Definition 3.5 Principal homogeneous spaces

Let \(G\) be a group, \(X \ne \emptyset\) a set. \(X\) is a principal homogeneous space for \(G\) if

\begin{equation*} G\acts X \end{equation*}

in a transitive, free manner. \(X\) is also called a \(G\)-torsor.

Remark 3.6

Of \(G\) is non-abelian we have notions of a left-torsor and right-torsor.

Example 3.7
  • \(G\) is a \(G\)-torsor
  • \(G= V\) a \(n\)-dimensional vector space then \(\aff^n\) is a \(G\)-torsor
  • \(G = \mu_n\) then \(X(2) = \{ x \in \CC: x^n = 2\}\)
Note 3.8
\begin{equation*} \specialorthogonal_3 (\ZZ)\acts \mathscr H_d \end{equation*}
\begin{equation*} v = \begin{pmatrix} x \\ y \\ z \end{pmatrix}\in \mathscr H_d,\,\gamma \in \specialorthogonal_3 (\ZZ) \leadsto \gamma v \in \mathscr H_d\text{.} \end{equation*}
  1. \begin{equation*} \# \specialorthogonal_3(\ZZ) = 24 \end{equation*}
  2. \(\specialorthogonal_3(\ZZ)\) has a subgroup \(\specialorthogonal_3^+(\ZZ)\) of index 2 acting via even permutations.
Definition 3.10
\begin{equation*} \widetilde{\mathscr H}_d = \specialorthogonal_3(\ZZ) \backslash \mathscr H_d \end{equation*}
\begin{equation*} \widetilde{\mathscr H}_d (q) = \specialorthogonal_3(\ZZ) \backslash \mathscr H_d(q) \end{equation*}
\begin{equation*} \widetilde S^2 = \specialorthogonal_3 (\ZZ) \backslash S^2 \end{equation*}
\begin{equation*} \widetilde{\mathscr H}_d^* = \begin{cases} \specialorthogonal_3^+(\ZZ) \backslash \mathscr H_d ,\amp d \equiv 1,2 \pmod 4 \\ \specialorthogonal_3(\ZZ) \backslash \mathscr H_d ,\amp d \equiv 3 \pmod 4 \end{cases} \end{equation*}

For all practical purposes we can basically assume that \(d \equiv 3 \pmod 4\text{.}\)

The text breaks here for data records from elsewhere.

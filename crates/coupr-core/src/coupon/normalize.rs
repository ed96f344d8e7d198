//! Whitespace normalization for OCR text.

/// Normalize a single line: non-breaking spaces become spaces, runs of
/// horizontal whitespace collapse to one space, and the ends are trimmed.
pub fn normalize_line(line: &str) -> String {
    let mut out = String::with_capacity(line.len());
    let mut pending_space = false;

    for c in line.chars() {
        if is_horizontal_space(c) {
            pending_space = true;
            continue;
        }
        if pending_space && !out.is_empty() {
            out.push(' ');
        }
        pending_space = false;
        out.push(c);
    }

    out
}

/// Split text into normalized, non-empty lines.
pub fn normalize_lines(text: &str) -> Vec<String> {
    text.split('\n')
        .map(normalize_line)
        .filter(|l| !l.is_empty())
        .collect()
}

/// Normalize text while keeping line breaks as the only separators.
pub fn normalize_text(text: &str) -> String {
    normalize_lines(text).join("\n")
}

// Unicode White_Space already covers NBSP and the narrow/figure spaces.
fn is_horizontal_space(c: char) -> bool {
    c != '\n' && c.is_whitespace()
}

#[cfg(test)]
mod tests {
    use super::*;

    #[test]
    fn test_normalize_line_collapses_whitespace() {
        assert_eq!(
            normalize_line("  20%\u{00a0}\u{00a0}OFF \t any  entree "),
            "20% OFF any entree"
        );
    }

    #[test]
    fn test_normalize_lines_drops_empty() {
        let text = "SUBWAY\r\n\n   \n123 Main St.\n";
        assert_eq!(normalize_lines(text), vec!["SUBWAY", "123 Main St."]);
    }

    #[test]
    fn test_empty_input() {
        assert!(normalize_lines("").is_empty());
        assert_eq!(normalize_text(" \n \u{00a0} "), "");
    }
}
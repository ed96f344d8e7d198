//! Data models for coupon extraction and persistence.

pub mod config;
pub mod coupon;
pub mod record;
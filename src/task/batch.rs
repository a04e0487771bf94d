//! Sequential, continue-on-failure execution of a whole task.

use crate::task::command::CommandRunner;
use crate::task::operation::{OperationExecutor, OperationKind, OperationResult};
use crate::task::result_error::result::{convert_error_vec, Result};
use crate::task::settings::Settings;
use crate::task::task_config::{load_config, TaskConfig};

use derive_more::Display;
use getset::Getters;
use itertools::Itertools;

#[derive(Clone, Copy, Debug, Default, Display, PartialEq, Eq)]
pub enum BatchState {
    #[default]
    NotStarted,
    Running,
    Completed,
}

/// Every operation issued by one batch, in issue order.
#[derive(Clone, Debug, PartialEq, Eq, Getters)]
#[getset(get = "pub")]
pub struct BatchReport {
    task: String,
    results: Vec<OperationResult>,
}

impl BatchReport {
    pub fn total(&self) -> usize {
        self.results.len()
    }

    pub fn succeeded_count(&self) -> usize {
        self.results.iter().filter(|r| r.succeeded()).count()
    }

    pub fn failed_count(&self) -> usize {
        self.total() - self.succeeded_count()
    }

    pub fn failures(&self) -> impl Iterator<Item = &OperationResult> {
        self.results.iter().filter(|r| !r.succeeded())
    }

    /// `Ok` when every operation succeeded, otherwise all failures as one error.
    pub fn into_result(self) -> Result<()> {
        convert_error_vec(
            self.results
                .iter()
                .filter_map(OperationResult::to_error)
                .collect_vec(),
        )
    }
}

pub struct BatchRunner<R: CommandRunner> {
    executor: OperationExecutor<R>,
    state: BatchState,
}

impl<R: CommandRunner> BatchRunner<R> {
    pub fn new(executor: OperationExecutor<R>) -> Self {
        Self {
            executor,
            state: BatchState::NotStarted,
        }
    }

    pub fn state(&self) -> BatchState {
        self.state
    }

    pub fn executor(&self) -> &OperationExecutor<R> {
        &self.executor
    }

    /// Applies `kind` to each target in order. Failures are recorded in the
    /// report and never stop the remaining targets.
    pub fn run(&mut self, task: &str, targets: &[String], kind: &OperationKind) -> BatchReport {
        self.state = BatchState::Running;
        tracing::debug!("Running {} ({}) over {} targets", task, kind, targets.len());

        let results = targets
            .iter()
            .flat_map(|target| self.executor.execute(target, kind))
            .collect_vec();

        self.state = BatchState::Completed;
        BatchReport {
            task: task.to_string(),
            results,
        }
    }

    pub fn run_task<C: TaskConfig>(&mut self, config: &C) -> BatchReport {
        self.run(C::TASK_NAME, &config.targets(), &config.operation())
    }
}

/// Loads the task document named by `settings` and runs it to completion.
///
/// Only configuration failures are returned as errors; per-operation
/// failures live in the report.
pub fn run_configured_task<C: TaskConfig, R: CommandRunner>(
    settings: &Settings,
    executor: OperationExecutor<R>,
) -> Result<BatchReport> {
    tracing::info!("Loading settings...");
    let config: C = load_config(Some(settings.config_path()))?;
    tracing::info!("Done loading settings!");

    let report = BatchRunner::new(executor).run_task(&config);
    let log_summary = format!(
        "{} finished: {} of {} operations succeeded",
        report.task(),
        report.succeeded_count(),
        report.total()
    );
    if report.failed_count() == 0 {
        tracing::info!("{}", log_summary);
    } else {
        tracing::warn!(
            "{}, failed: {}",
            log_summary,
            report.failures().map(|r| r.target().display()).join(", ")
        );
    }
    Ok(report)
}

Digression: Hamilton Quaternions
\begin{equation*} B = \{ u + ia + jb + kc : u,a,b,c \in \RR\} \end{equation*}
\begin{equation*} \bar x = u - ia - j b - kc \end{equation*}
\begin{equation*} N(x) = x\bar x = u^2 + a^2 + b^2 + c^2 \end{equation*}
\begin{equation*} \trace (x) = x + \bar x = 2u \end{equation*}
\begin{equation*} B^{(0)} = \{ x\in B : \trace (x) = 0\} \end{equation*}

Note

\begin{equation*} N(x) =a^2 + b^2 + c^2 \text{ if } x \in B^{(0)}\text{.} \end{equation*}
\begin{equation*} B^\times = \text{units} ,\, B^1 = \{ x \in B : N(x)= 1\} \end{equation*}
\begin{equation*} PB^\times = B^\times/ Z(B^\times) \end{equation*}
Remark 3.12
\begin{equation*} B^\times \acts B^{(0)} \end{equation*}

via conjugation.

\begin{equation*} 1 \to Z(B^\times) \to B^\times \to PB^\times \simeq \specialorthogonal_3 (\QQ) \to 1 \end{equation*}
Definition 3.14 Hurwitz quaternions
\begin{equation*} B(\ZZ) = \ZZ[ i ,j, \frac{i+j+ k}{2} ] \end{equation*}

The Lipschitz quaternions are

\begin{equation*} \ZZ[ i ,j, k]\text{.} \end{equation*}
  1. \(B(\ZZ)\) is a maximal order
  2. \(B(\ZZ)\) is a Euclidean domain
  3. Lipschitz quaternions are not a Euclidean domain
  1. Show these properties.
  2. Show \(\Cl(\ZZ\lb i, j, k \rb) =2\text{.}\)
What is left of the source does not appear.